**RAW DATA:**

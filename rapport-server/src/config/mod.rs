//! Server configuration module

use anyhow::Result;
use serde::{Deserialize, Serialize};
use std::env;
use std::net::{IpAddr, Ipv4Addr, SocketAddr};
use std::path::PathBuf;

/// Header carrying the caller's username
pub const CALLER_HEADER: &str = "x-rapport-user";

/// Server configuration
#[derive(Debug, Clone, Serialize, Deserialize)]
pub struct ServerConfig {
    /// Address to bind
    pub host: IpAddr,

    /// Port to listen on
    pub port: u16,

    /// Maximum request body size in bytes
    pub max_request_size: usize,

    /// Rapport configuration file, if any
    pub config_file: Option<PathBuf>,

    /// Force in-memory storage
    pub memory_storage: bool,
}

impl Default for ServerConfig {
    fn default() -> Self {
        Self {
            host: IpAddr::V4(Ipv4Addr::UNSPECIFIED),
            port: 3000,
            max_request_size: 1024 * 1024, // 1MB
            config_file: None,
            memory_storage: false,
        }
    }
}

impl ServerConfig {
    /// Load configuration from CLI arguments and environment variables
    /// CLI arguments take precedence over environment variables
    pub fn from_cli_and_env(cli_args: crate::cli::CliArgs) -> Result<Self> {
        let mut config = Self::default();

        if let Some(host) = cli_args.host {
            config.host = host;
        } else if let Ok(host) = env::var("RAPPORT_SERVER_HOST") {
            config.host = host.parse()?;
        }

        if let Some(port) = cli_args.port {
            config.port = port;
        } else if let Ok(port) = env::var("RAPPORT_SERVER_PORT") {
            config.port = port.parse()?;
        }

        if let Some(max_size) = cli_args.max_request_size {
            config.max_request_size = max_size;
        } else if let Ok(max_size) = env::var("RAPPORT_SERVER_MAX_REQUEST_SIZE") {
            config.max_request_size = max_size.parse()?;
        }

        if let Some(config_path) = cli_args.config_file {
            config.config_file = Some(config_path);
        } else if let Ok(config_path) = env::var("RAPPORT_SERVER_CONFIG_FILE") {
            config.config_file = Some(PathBuf::from(config_path));
        }

        config.memory_storage = cli_args.memory_storage;

        Ok(config)
    }

    pub fn socket_addr(&self) -> SocketAddr {
        SocketAddr::new(self.host, self.port)
    }
}
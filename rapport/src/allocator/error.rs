//! Error types for resource allocation.

use std::time::Duration;
use thiserror::Error;

use crate::models::{SubjectId, UserId};
use crate::storage::StorageError;

/// Errors that can occur while allocating or releasing a resource.
#[derive(Error, Debug)]
pub enum AllocationError {
    /// The resource is held by someone else.
    #[error("Resource '{resource}' is already held by {holder}")]
    AlreadyHeld {
        /// The contested resource.
        resource: SubjectId,
        /// The current holder.
        holder: UserId,
    },

    /// The requested duration is zero or above the configured maximum.
    #[error("Invalid allocation duration {duration:?}: {reason}")]
    InvalidDuration { duration: Duration, reason: String },

    /// The backing store failed.
    #[error("Storage error: {0}")]
    Storage(#[from] StorageError),
}

impl AllocationError {
    /// Creates an `AlreadyHeld` error.
    pub fn already_held(resource: SubjectId, holder: UserId) -> Self {
        Self::AlreadyHeld { resource, holder }
    }

    /// Creates an `InvalidDuration` error.
    pub fn invalid_duration(duration: Duration, reason: impl Into<String>) -> Self {
        Self::InvalidDuration {
            duration,
            reason: reason.into(),
        }
    }

    /// Returns `true` if another holder owns the resource.
    pub fn is_already_held(&self) -> bool {
        matches!(self, Self::AlreadyHeld { .. })
    }

    /// Returns `true` if the duration was rejected.
    pub fn is_invalid_duration(&self) -> bool {
        matches!(self, Self::InvalidDuration { .. })
    }
}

**TASK TO CARRY OUT:** Above are the records; from them, give again exactly the lines from the one containing "if let Some(max_size)" to the one containing "config.config_file = Some(config_path);", both lines included, and nothing more.

**RESPONSE AREA:**
        if let Some(max_size) = cli_args.max_request_size {
            config.max_request_size = max_size;
        } else if let Ok(max_size) = env::var("RAPPORT_SERVER_MAX_REQUEST_SIZE") {
            config.max_request_size = max_size.parse()?;
        }

        if let Some(config_path) = cli_args.config_file {
            config.config_file = Some(config_path);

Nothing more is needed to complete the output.